The second (or more) time I see a certain hash, I save the whole state aside.
The third (or more) time I see a certain hash, I compare the whole state to the saved one(s) and if there's a match, I quit.
On every input command ('.', IIRC) I reset my saved states and list of hashes.
An optimization is to only hash the part of state that was touched.
I haven't solved the halting problem - I'm detecting infinite loops while running the program.
*The rand is to make the check independent of loop period

Infinite loop cannot be detected, but you can detect if the program is taking too much time.
Implement a timeout by incrementing a counter every time you run a command (e.g. <, >, +, -). When the counter reaches some large number, which you set by observation, you can say that it takes very long time to execute your program. For your purpose, "very long" and infinite is a good-enough approximation.

As already mentioned this is the Halting Problem.
But in your case there might be a solution: The Halting Problem is considering is about the Turing machine, which has unlimited memory.
In case you know that you have a upper limit of memory (e.g. you know you dont use more than 10 memory cells), you can execute your programm and stop it. The idea is that the computation space bounds computation time (as you cant write more than one cell at one step). After you executed as much steps as you can have different memory configurations, you can break. E.g. if you have 3 cells, with 256 conditions, you can have at most 3^256 different states, and so you can stop after executing that many steps. But be careful, there are implicit cells, like the instruction pointer and the registers. You do it even shorter, if you save every state configuration and as soon as you detect one, which you already had, you have an infite loop. This approach is definitly much better in the run time, but therefor needs much more space (here it might be suitable to hash the configurations).

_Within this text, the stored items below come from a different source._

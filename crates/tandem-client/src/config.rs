//! Client configuration.

use std::time::Duration;

use tandem_app::AppConfig;

/// Default request timeout for REST calls.
pub const DEFAULT_REQUEST_TIMEOUT: Duration = Duration::from_secs(10);

/// Default time a long-poll request may stay open.
pub const DEFAULT_POLL_TIMEOUT: Duration = Duration::from_secs(30);

/// Endpoints and credentials for the production client.
#[derive(Debug, Clone)]
pub struct ClientConfig {
    /// Relay endpoint (`ws(s)://` for WebSocket with long-poll fallback,
    /// `http(s)://` for long-polling only)
    pub relay_url: String,
    /// Base URL of the history service and user directory
    pub api_url: String,
    /// Bearer token issued by the external auth service
    pub token: Option<String>,
    /// Timeout for REST calls and long-poll sends
    pub request_timeout: Duration,
    /// Upper bound on a single long-poll request
    pub poll_timeout: Duration,
}

impl Default for ClientConfig {
    fn default() -> Self {
        Self {
            relay_url: "ws://localhost:8080/ws".to_string(),
            api_url: "http://localhost:8080/api".to_string(),
            token: None,
            request_timeout: DEFAULT_REQUEST_TIMEOUT,
            poll_timeout: DEFAULT_POLL_TIMEOUT,
        }
    }
}

impl ClientConfig {
    /// App configuration pointing the relay connection at `relay_url`.
    pub fn app_config(&self) -> AppConfig {
        let mut config = AppConfig::default();
        config.connection.relay_url.clone_from(&self.relay_url);
        config
    }

    /// Shared HTTP client honouring `poll_timeout`.
    ///
    /// Individual REST calls apply the shorter `request_timeout` themselves.
    ///
    /// # Errors
    ///
    /// Returns an error if the TLS backend cannot be initialised.
    pub fn http_client(&self) -> reqwest::Result<reqwest::Client> {
        reqwest::Client::builder().timeout(self.poll_timeout + self.request_timeout).build()
    }
}

#[cfg(test)]
mod tests {
    use super::*;

    #[test]
    fn app_config_uses_relay_url() {
        let config = ClientConfig { relay_url: "wss://relay.example/ws".into(), ..ClientConfig::default() };
        assert_eq!(config.app_config().connection.relay_url, "wss://relay.example/ws");
        assert_eq!(config.app_config().connection.host(), "relay.example");
    }
}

This is not the halting problem, however, it is still not reasonable to try to detect halting even in such a limited machine as a 1000 cell BF machine.
Consider this program:
+[->[>]+<[-<]+]
This program will not repeat until it has filled up the entire of memory which for just 1000 cells will take about 10^300 years.

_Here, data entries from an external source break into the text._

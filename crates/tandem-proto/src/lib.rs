//! Tandem wire protocol.
//!
//! The relay speaks STOMP 1.2 over a single duplex connection. Frames are
//! text: a command line, escaped headers, a blank line, a body and a NUL
//! terminator. Bodies are JSON except for the presence topic, which carries a
//! signed user id for compatibility with existing relays.
//!
//! # Components
//!
//! - [`Frame`]: STOMP frame with encode/decode
//! - [`Headers`], [`HeartBeat`]: header block and heart-beat negotiation
//! - [`Channel`], [`Destinations`]: subscription channels and destination names
//! - [`payloads`]: typed JSON bodies ([`Outbound`] for everything the client
//!   publishes)
//! - [`UserId`], [`MessageId`]: identifier types

#![forbid(unsafe_code)]
#![warn(missing_docs)]

pub mod destination;
pub mod errors;
pub mod frame;
pub mod header;
pub mod ids;
pub mod payloads;

pub use destination::{Channel, Destinations};
pub use errors::{ProtocolError, Result};
pub use frame::{Command, Frame, Packet};
pub use header::{HeartBeat, Headers};
pub use ids::{MessageId, UserId};
pub use payloads::{
    Outbound,
    chat::{ChatMessage, ConversationSummary, ReadReceipt, SendMessage, UserProfile},
    presence::PresenceUpdate,
    signal::{IceCandidate, SessionDescription, Signal, SignalKind},
};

If I remember correctly, the halting problem proof was only true for some extreme case that involved self reference. However it's still trivial to show a practical example of why you can't make an infinite loop detector.
Consider Fermat's Last Theorem. It's easy to create a program that iterates through every number (or in this case 3 numbers), and detects if it's a counterexample to the theorem. If so it halts, otherwise it continues.
So if you have an infinite loop detector, it should be able to prove this theorem, and many many others (perhaps all others, if they can be reduced to searching for counterexamples.)
In general, any program that involves iterating through numbers and only stopping under some condition, would require a general theorem prover to prove if that condition can ever be met. And that's the simplest case of looping there is.

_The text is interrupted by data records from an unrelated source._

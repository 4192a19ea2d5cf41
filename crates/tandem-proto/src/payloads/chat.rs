//! Chat payloads: messages, read receipts and history records.

use chrono::{DateTime, NaiveDateTime, Utc};
use serde::{Deserialize, Deserializer, Serialize};

use crate::{UserId, errors::Result};

/// Outbound chat message.
#[derive(Debug, Clone, PartialEq, Eq, Serialize, Deserialize)]
#[serde(rename_all = "camelCase")]
pub struct SendMessage {
    /// Local user
    pub sender_id: UserId,
    /// Conversation partner
    pub receiver_id: UserId,
    /// Message text
    pub content: String,
}

/// Read receipt.
///
/// Published by the reader with `receiver_id` = reader and `sender_id` = the
/// author whose messages were read. Delivered to the author unchanged.
#[derive(Debug, Clone, Copy, PartialEq, Eq, Serialize, Deserialize)]
#[serde(rename_all = "camelCase")]
pub struct ReadReceipt {
    /// User who read the messages
    pub receiver_id: UserId,
    /// Author of the messages that were read
    pub sender_id: UserId,
}

/// Stored chat message as delivered on the message queue or by history.
#[derive(Debug, Clone, PartialEq, Eq, Serialize, Deserialize)]
#[serde(rename_all = "camelCase")]
pub struct ChatMessage {
    /// Store-assigned id. Absent on relays that deliver before persisting.
    #[serde(default)]
    pub id: Option<u64>,
    /// Author
    pub sender_id: UserId,
    /// Author display name, when the relay includes it
    #[serde(default, skip_serializing_if = "Option::is_none")]
    pub sender_name: Option<String>,
    /// Author avatar URL, when the relay includes it
    #[serde(default, skip_serializing_if = "Option::is_none")]
    pub sender_avatar: Option<String>,
    /// Recipient
    pub receiver_id: UserId,
    /// Message text
    pub content: String,
    /// Store timestamp
    #[serde(default, deserialize_with = "deserialize_timestamp")]
    pub timestamp: Option<DateTime<Utc>>,
    /// Whether the recipient has read it
    #[serde(default)]
    pub is_read: bool,
}

impl ChatMessage {
    /// Decode a message-queue body.
    pub fn from_body(body: &[u8]) -> Result<Self> {
        Ok(serde_json::from_slice(body)?)
    }
}

/// Conversation summary returned by the history service.
#[derive(Debug, Clone, PartialEq, Eq, Serialize, Deserialize)]
#[serde(rename_all = "camelCase")]
pub struct ConversationSummary {
    /// The other participant, which is also the conversation id
    pub user_id: UserId,
    /// Display name
    #[serde(default)]
    pub name: String,
    /// Avatar URL
    #[serde(default)]
    pub avatar: Option<String>,
    /// Preview of the newest message
    #[serde(default)]
    pub last_message: Option<String>,
    /// Time of the newest message
    #[serde(default, deserialize_with = "deserialize_timestamp")]
    pub last_message_time: Option<DateTime<Utc>>,
    /// Messages from the other participant not yet read
    #[serde(default)]
    pub unread_count: u32,
    /// Presence as last known by the server
    #[serde(default)]
    pub is_online: bool,
}

/// Contact record returned by the user directory.
#[derive(Debug, Clone, PartialEq, Eq, Serialize, Deserialize)]
#[serde(rename_all = "camelCase")]
pub struct UserProfile {
    /// User id
    pub id: UserId,
    /// Display name
    pub name: String,
    /// Avatar URL
    #[serde(default)]
    pub avatar: Option<String>,
}

/// Accept RFC 3339, zone-less ISO-8601 (as UTC), or epoch milliseconds.
fn deserialize_timestamp<'de, D>(deserializer: D) -> std::result::Result<Option<DateTime<Utc>>, D::Error>
where
    D: Deserializer<'de>,
{
    #[derive(Deserialize)]
    #[serde(untagged)]
    enum Raw {
        Millis(i64),
        Text(String),
    }

    let Some(raw) = Option::<Raw>::deserialize(deserializer)? else {
        return Ok(None);
    };
    match raw {
        Raw::Millis(ms) => DateTime::from_timestamp_millis(ms)
            .map(Some)
            .ok_or_else(|| serde::de::Error::custom(format!("timestamp out of range: {ms}"))),
        Raw::Text(text) => parse_timestamp(&text)
            .map(Some)
            .ok_or_else(|| serde::de::Error::custom(format!("invalid timestamp: {text:?}"))),
    }
}

/// Parse a timestamp string in any of the accepted forms.
pub fn parse_timestamp(text: &str) -> Option<DateTime<Utc>> {
    if let Ok(dt) = DateTime::parse_from_rfc3339(text) {
        return Some(dt.with_timezone(&Utc));
    }
    NaiveDateTime::parse_from_str(text, "%Y-%m-%dT%H:%M:%S%.f")
        .ok()
        .map(|naive| naive.and_utc())
}

#[cfg(test)]
mod tests {
    use super::*;

    #[test]
    fn message_with_all_fields() {
        let body = br#"{
            "id": 9, "senderId": 1, "senderName": "Ana", "senderAvatar": "a.png",
            "receiverId": 2, "content": "hi", "timestamp": "2024-03-01T10:00:00Z",
            "isRead": true
        }"#;
        let msg = ChatMessage::from_body(body).unwrap();
        assert_eq!(msg.id, Some(9));
        assert_eq!(msg.sender_name.as_deref(), Some("Ana"));
        assert!(msg.is_read);
        assert_eq!(msg.timestamp.unwrap().to_rfc3339(), "2024-03-01T10:00:00+00:00");
    }

    #[test]
    fn message_with_minimal_fields() {
        let msg = ChatMessage::from_body(br#"{"senderId":"1","receiverId":2,"content":"x"}"#)
            .unwrap();
        assert_eq!(msg.id, None);
        assert_eq!(msg.timestamp, None);
        assert!(!msg.is_read);
    }

    #[test]
    fn timestamp_forms() {
        let naive = parse_timestamp("2024-03-01T10:00:00.250").unwrap();
        assert_eq!(naive.timestamp_millis(), 1_709_287_200_250);
        let offset = parse_timestamp("2024-03-01T12:00:00+02:00").unwrap();
        assert_eq!(offset.timestamp(), 1_709_287_200);
        assert!(parse_timestamp("yesterday").is_none());

        let msg = ChatMessage::from_body(
            br#"{"senderId":1,"receiverId":2,"content":"x","timestamp":1709287200000}"#,
        )
        .unwrap();
        assert_eq!(msg.timestamp.unwrap().timestamp(), 1_709_287_200);
    }

    #[test]
    fn zero_sender_is_rejected() {
        assert!(ChatMessage::from_body(br#"{"senderId":0,"receiverId":2,"content":"x"}"#).is_err());
    }

    #[test]
    fn summary_defaults() {
        let summary: ConversationSummary = serde_json::from_str(r#"{"userId": 5}"#).unwrap();
        assert_eq!(summary.unread_count, 0);
        assert_eq!(summary.last_message, None);
        assert!(!summary.is_online);
    }
}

Off the top of my head (and I could be wrong), I would think it would be a little bit difficult to detect whether or not a program has an infinite loop without actually executing the program itself.
As the conditional execution of portions of the program depends on the execution state of the program, it will be difficult to know the particular state of the program without actually executing the program.
If you don't require that a program with an infinite loop be executed, you could try having an "instructions executed" counter, and only execute a finite number of instructions. This way, if a program does have an infinite loop, the interpreter can terminate the program which is stuck in an infinite loop.